--- START ---

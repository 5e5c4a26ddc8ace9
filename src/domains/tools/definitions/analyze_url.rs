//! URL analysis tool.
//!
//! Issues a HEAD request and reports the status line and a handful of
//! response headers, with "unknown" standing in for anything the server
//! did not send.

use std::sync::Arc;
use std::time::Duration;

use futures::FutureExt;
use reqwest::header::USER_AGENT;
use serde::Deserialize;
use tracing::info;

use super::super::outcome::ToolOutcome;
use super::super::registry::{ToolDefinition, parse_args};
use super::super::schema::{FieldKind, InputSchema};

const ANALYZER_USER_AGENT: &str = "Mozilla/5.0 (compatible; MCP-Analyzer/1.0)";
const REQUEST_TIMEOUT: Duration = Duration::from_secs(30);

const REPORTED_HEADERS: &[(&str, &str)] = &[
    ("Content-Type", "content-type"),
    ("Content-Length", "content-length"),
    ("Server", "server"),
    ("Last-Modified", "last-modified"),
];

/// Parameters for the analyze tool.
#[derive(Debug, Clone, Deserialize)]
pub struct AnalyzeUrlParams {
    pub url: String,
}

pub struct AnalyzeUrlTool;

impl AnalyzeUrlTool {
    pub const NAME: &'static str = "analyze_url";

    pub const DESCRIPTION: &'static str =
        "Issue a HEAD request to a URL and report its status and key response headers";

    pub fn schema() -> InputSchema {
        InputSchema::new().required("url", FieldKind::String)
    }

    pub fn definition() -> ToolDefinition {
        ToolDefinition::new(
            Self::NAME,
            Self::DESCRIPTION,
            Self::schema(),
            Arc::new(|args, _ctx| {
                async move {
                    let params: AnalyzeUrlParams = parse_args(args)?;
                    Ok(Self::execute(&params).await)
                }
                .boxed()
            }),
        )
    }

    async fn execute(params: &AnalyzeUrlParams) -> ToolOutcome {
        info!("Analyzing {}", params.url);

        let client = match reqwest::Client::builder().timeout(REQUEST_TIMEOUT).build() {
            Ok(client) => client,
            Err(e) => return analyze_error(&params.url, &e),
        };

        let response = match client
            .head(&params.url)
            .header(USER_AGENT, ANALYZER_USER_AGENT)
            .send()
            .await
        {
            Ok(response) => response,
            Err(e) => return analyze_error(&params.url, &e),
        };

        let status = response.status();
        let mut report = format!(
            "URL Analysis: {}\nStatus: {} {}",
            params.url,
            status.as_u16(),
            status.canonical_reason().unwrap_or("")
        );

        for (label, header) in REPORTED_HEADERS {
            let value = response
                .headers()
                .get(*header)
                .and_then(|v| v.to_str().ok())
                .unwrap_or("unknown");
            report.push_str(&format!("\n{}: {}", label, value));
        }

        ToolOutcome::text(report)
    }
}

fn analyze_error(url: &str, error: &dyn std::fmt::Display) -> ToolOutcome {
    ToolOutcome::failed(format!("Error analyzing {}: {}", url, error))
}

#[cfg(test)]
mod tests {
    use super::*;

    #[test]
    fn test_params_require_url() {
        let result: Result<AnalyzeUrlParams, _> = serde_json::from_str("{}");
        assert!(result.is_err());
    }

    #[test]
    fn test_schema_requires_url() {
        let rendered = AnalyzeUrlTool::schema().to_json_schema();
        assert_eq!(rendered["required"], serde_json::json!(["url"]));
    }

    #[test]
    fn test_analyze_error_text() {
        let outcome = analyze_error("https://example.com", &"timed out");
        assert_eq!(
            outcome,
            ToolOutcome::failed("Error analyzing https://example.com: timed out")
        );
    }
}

--- END ---
--- START ---

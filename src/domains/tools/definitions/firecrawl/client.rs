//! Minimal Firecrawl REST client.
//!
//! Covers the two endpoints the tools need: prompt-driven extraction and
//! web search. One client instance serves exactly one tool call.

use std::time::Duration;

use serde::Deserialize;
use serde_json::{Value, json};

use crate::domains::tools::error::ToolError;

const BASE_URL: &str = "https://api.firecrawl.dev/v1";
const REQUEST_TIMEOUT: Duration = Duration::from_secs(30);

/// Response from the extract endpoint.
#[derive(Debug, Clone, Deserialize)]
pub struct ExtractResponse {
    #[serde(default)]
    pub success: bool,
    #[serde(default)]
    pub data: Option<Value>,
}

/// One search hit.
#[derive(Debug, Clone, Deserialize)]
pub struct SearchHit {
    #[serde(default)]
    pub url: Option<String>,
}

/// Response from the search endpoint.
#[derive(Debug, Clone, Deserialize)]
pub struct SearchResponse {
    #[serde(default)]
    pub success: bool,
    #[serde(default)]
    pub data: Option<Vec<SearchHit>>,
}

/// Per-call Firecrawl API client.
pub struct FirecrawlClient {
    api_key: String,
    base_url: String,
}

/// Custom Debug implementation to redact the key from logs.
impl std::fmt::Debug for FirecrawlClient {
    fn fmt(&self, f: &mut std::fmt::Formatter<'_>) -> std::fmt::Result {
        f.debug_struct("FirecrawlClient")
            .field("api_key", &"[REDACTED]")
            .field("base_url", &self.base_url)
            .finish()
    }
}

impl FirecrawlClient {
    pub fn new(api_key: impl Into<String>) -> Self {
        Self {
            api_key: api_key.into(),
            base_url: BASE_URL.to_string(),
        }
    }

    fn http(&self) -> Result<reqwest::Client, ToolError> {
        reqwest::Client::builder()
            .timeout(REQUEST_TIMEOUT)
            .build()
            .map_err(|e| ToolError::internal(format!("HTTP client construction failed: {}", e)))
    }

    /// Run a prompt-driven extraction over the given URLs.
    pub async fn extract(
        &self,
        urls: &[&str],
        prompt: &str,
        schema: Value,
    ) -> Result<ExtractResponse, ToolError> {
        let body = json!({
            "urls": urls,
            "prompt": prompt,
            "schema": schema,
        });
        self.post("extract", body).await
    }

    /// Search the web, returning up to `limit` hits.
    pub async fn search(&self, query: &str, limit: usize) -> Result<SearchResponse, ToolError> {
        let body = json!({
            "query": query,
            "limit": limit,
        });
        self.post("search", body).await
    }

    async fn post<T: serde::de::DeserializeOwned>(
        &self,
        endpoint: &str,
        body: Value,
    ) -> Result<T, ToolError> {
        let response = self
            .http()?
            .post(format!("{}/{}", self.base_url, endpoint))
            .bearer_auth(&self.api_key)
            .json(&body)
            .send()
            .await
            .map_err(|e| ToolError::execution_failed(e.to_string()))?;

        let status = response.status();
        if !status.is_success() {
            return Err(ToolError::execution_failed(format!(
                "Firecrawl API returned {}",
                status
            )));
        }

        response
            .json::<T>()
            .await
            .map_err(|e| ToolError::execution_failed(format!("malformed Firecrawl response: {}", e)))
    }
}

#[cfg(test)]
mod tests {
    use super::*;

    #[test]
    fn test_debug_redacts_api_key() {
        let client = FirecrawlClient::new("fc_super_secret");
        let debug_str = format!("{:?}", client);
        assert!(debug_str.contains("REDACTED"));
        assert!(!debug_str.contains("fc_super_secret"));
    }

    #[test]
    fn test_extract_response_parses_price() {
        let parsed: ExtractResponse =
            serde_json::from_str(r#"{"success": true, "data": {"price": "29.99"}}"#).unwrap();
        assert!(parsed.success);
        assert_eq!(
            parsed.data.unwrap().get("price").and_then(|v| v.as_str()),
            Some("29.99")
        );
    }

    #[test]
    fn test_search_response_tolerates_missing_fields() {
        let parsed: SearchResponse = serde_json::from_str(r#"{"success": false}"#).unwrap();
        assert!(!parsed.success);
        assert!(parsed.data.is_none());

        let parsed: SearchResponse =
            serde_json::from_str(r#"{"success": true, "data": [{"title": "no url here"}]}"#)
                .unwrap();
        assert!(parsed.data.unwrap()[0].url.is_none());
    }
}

--- END ---

● GOAL OF THE EXERCISE
Search the material above for "call". Copy each line that has it.

● WORKED SOLUTION
//! web search. One client instance serves exactly one tool call.
/// Per-call Firecrawl API client.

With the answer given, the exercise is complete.